▶

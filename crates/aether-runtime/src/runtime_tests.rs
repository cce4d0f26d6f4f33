use super::*;
use aether_workqueue::TaskStatus;
use serde_json::json;
use std::sync::atomic::{AtomicUsize, Ordering};
use tempfile::TempDir;

fn test_config(dir: &TempDir) -> Config {
    let mut config = Config {
        data_dir: dir.path().to_path_buf(),
        ..Default::default()
    };
    config.runner.poll_interval_ms = 20;
    config.runner.workers = 2;
    config
}

async fn wait_for_status(runtime: &AetherRuntime, id: &str, status: TaskStatus) -> Task {
    for _ in 0..250 {
        let task = runtime.get_task(id).await.unwrap().unwrap();
        if task.status == status {
            return task;
        }
        tokio::time::sleep(Duration::from_millis(20)).await;
    }
    panic!("task {id} never reached {status}");
}

#[tokio::test]
async fn test_new_creates_data_dir_layout() {
    let dir = TempDir::new().unwrap();
    let runtime = AetherRuntime::new(test_config(&dir)).await.unwrap();

    assert!(dir.path().join("aether_tasks.db").exists());
    assert!(dir.path().join("workspace").is_dir());
    assert!(!runtime.is_started());
    assert!(runtime.router().names().contains(&"task".to_string()));
}

#[tokio::test]
async fn test_start_twice_fails() {
    let dir = TempDir::new().unwrap();
    let runtime = AetherRuntime::new(test_config(&dir)).await.unwrap();

    runtime.start().unwrap();
    assert_eq!(runtime.worker_ids().len(), 2);
    assert!(matches!(runtime.start(), Err(RuntimeError::AlreadyStarted)));

    runtime.shutdown().await;
    assert!(!runtime.is_started());
}

#[tokio::test]
async fn test_runs_write_text_task() {
    let dir = TempDir::new().unwrap();
    let runtime = AetherRuntime::new(test_config(&dir)).await.unwrap();
    runtime.start().unwrap();

    let id = runtime
        .enqueue(EnqueueRequest::new(
            "files.write_text",
            json!({"path": "out/a.txt", "text": "hi"}),
        ))
        .await
        .unwrap();
    let task = wait_for_status(&runtime, &id, TaskStatus::Success).await;
    runtime.shutdown().await;

    assert_eq!(task.result.unwrap()["bytes_written"], 2);
    let written = std::fs::read_to_string(dir.path().join("workspace/out/a.txt")).unwrap();
    assert_eq!(written, "hi");
}

#[tokio::test]
async fn test_shell_policy_failure_is_terminal() {
    let dir = TempDir::new().unwrap();
    let runtime = AetherRuntime::new(test_config(&dir)).await.unwrap();
    runtime.start().unwrap();

    let id = runtime
        .enqueue(EnqueueRequest::new("shell.exec", json!({"cmd": ["rm", "-rf", "/"]})))
        .await
        .unwrap();
    let task = wait_for_status(&runtime, &id, TaskStatus::Failed).await;
    runtime.shutdown().await;

    assert_eq!(task.attempt, 1);
    assert_eq!(task.error.unwrap()["type"], "policy_error");
}

#[tokio::test]
async fn test_heartbeat_writes_dashboard_and_notifies() {
    let dir = TempDir::new().unwrap();
    let seen = Arc::new(AtomicUsize::new(0));
    let counter = seen.clone();
    let runtime = AetherRuntime::with_observer(
        test_config(&dir),
        Arc::new(move |_: &OrchestratorStatus| {
            counter.fetch_add(1, Ordering::SeqCst);
        }),
    )
    .await
    .unwrap();

    runtime.set_gates(GatesConfig {
        safe_mode: true,
        ..Default::default()
    });
    runtime.start().unwrap();
    tokio::time::sleep(Duration::from_millis(400)).await;
    runtime.shutdown().await;

    assert!(seen.load(Ordering::SeqCst) >= 1);
    let status = runtime.orchestrator_status().unwrap();
    assert_eq!(status.status, aether_daemon::RunState::Paused);

    let content = std::fs::read_to_string(dir.path().join("aether_dashboard.json")).unwrap();
    let doc: Value = serde_json::from_str(&content).unwrap();
    assert_eq!(doc["orchestrator"]["status"], "PAUSED");
}

#[tokio::test]
async fn test_disabled_orchestrator_does_not_tick() {
    let dir = TempDir::new().unwrap();
    let mut config = test_config(&dir);
    config.orchestrator.enabled = false;
    let runtime = AetherRuntime::new(config).await.unwrap();

    runtime.start().unwrap();
    tokio::time::sleep(Duration::from_millis(100)).await;
    runtime.shutdown().await;

    assert!(runtime.orchestrator_status().is_none());
    assert!(!dir.path().join("aether_dashboard.json").exists());
}

#[tokio::test]
async fn test_state_snapshot_seeded_from_file() {
    let dir = TempDir::new().unwrap();
    std::fs::write(dir.path().join("aether_state.json"), r#"{"status": "FROZEN"}"#).unwrap();
    let runtime = AetherRuntime::new(test_config(&dir)).await.unwrap();

    assert!(runtime.services().orchestrator.is_paused());
    runtime.set_state(json!({}));
    assert!(!runtime.services().orchestrator.is_paused());
}

#[tokio::test]
async fn test_route_command() {
    let dir = TempDir::new().unwrap();
    let runtime = AetherRuntime::new(test_config(&dir)).await.unwrap();

    let outcome = runtime.route_command("help").await.unwrap();
    assert!(outcome.ok);
    assert!(outcome.message.contains("task write"));

    let outcome = runtime.route_command("task write hello.txt hi").await.unwrap();
    assert_eq!(outcome.command, "task");

    assert!(runtime.route_command("make me a sandwich").await.is_none());
}
//! Generic id-keyed registry.
//!
//! Shared by the task handler registry and the command router so both reject
//! duplicate registrations the same way.

use dashmap::DashMap;
use std::sync::Arc;

use crate::error::RegistryError;

/// Trait for items that can be stored in a registry.
pub trait Registerable: Send + Sync {
    /// Returns the unique identifier for this item.
    fn registry_id(&self) -> &str;
}

/// Thread-safe registry of trait objects keyed by id.
pub struct BaseRegistry<T: ?Sized + Registerable> {
    items: DashMap<String, Arc<T>>,
}

impl<T: ?Sized + Registerable> BaseRegistry<T> {
    pub fn new() -> Self {
        Self {
            items: DashMap::new(),
        }
    }

    /// Register an item. Fails if the id is already taken.
    pub fn register(&self, item: Arc<T>) -> Result<(), RegistryError> {
        let id = item.registry_id().to_string();

        if self.items.contains_key(&id) {
            return Err(RegistryError::AlreadyRegistered(id));
        }

        self.items.insert(id, item);
        Ok(())
    }

    pub fn unregister(&self, id: &str) -> Result<(), RegistryError> {
        self.items
            .remove(id)
            .ok_or_else(|| RegistryError::NotFound(id.to_string()))?;
        Ok(())
    }

    pub fn get(&self, id: &str) -> Option<Arc<T>> {
        self.items.get(id).map(|item| item.clone())
    }

    pub fn contains(&self, id: &str) -> bool {
        self.items.contains_key(id)
    }

    /// Registered ids, sorted.
    pub fn list_ids(&self) -> Vec<String> {
        let mut ids: Vec<String> = self.items.iter().map(|item| item.key().clone()).collect();
        ids.sort();
        ids
    }

    pub fn len(&self) -> usize {
        self.items.len()
    }

    pub fn is_empty(&self) -> bool {
        self.items.is_empty()
    }
}

impl<T: ?Sized + Registerable> Default for BaseRegistry<T> {
    fn default() -> Self {
        Self::new()
    }
}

◀

▶ [Exercise description] If the word "exists" is on a line above, return that line.

▶ [Expected answer]
    assert!(dir.path().join("aether_tasks.db").exists());
    assert!(!dir.path().join("aether_dashboard.json").exists());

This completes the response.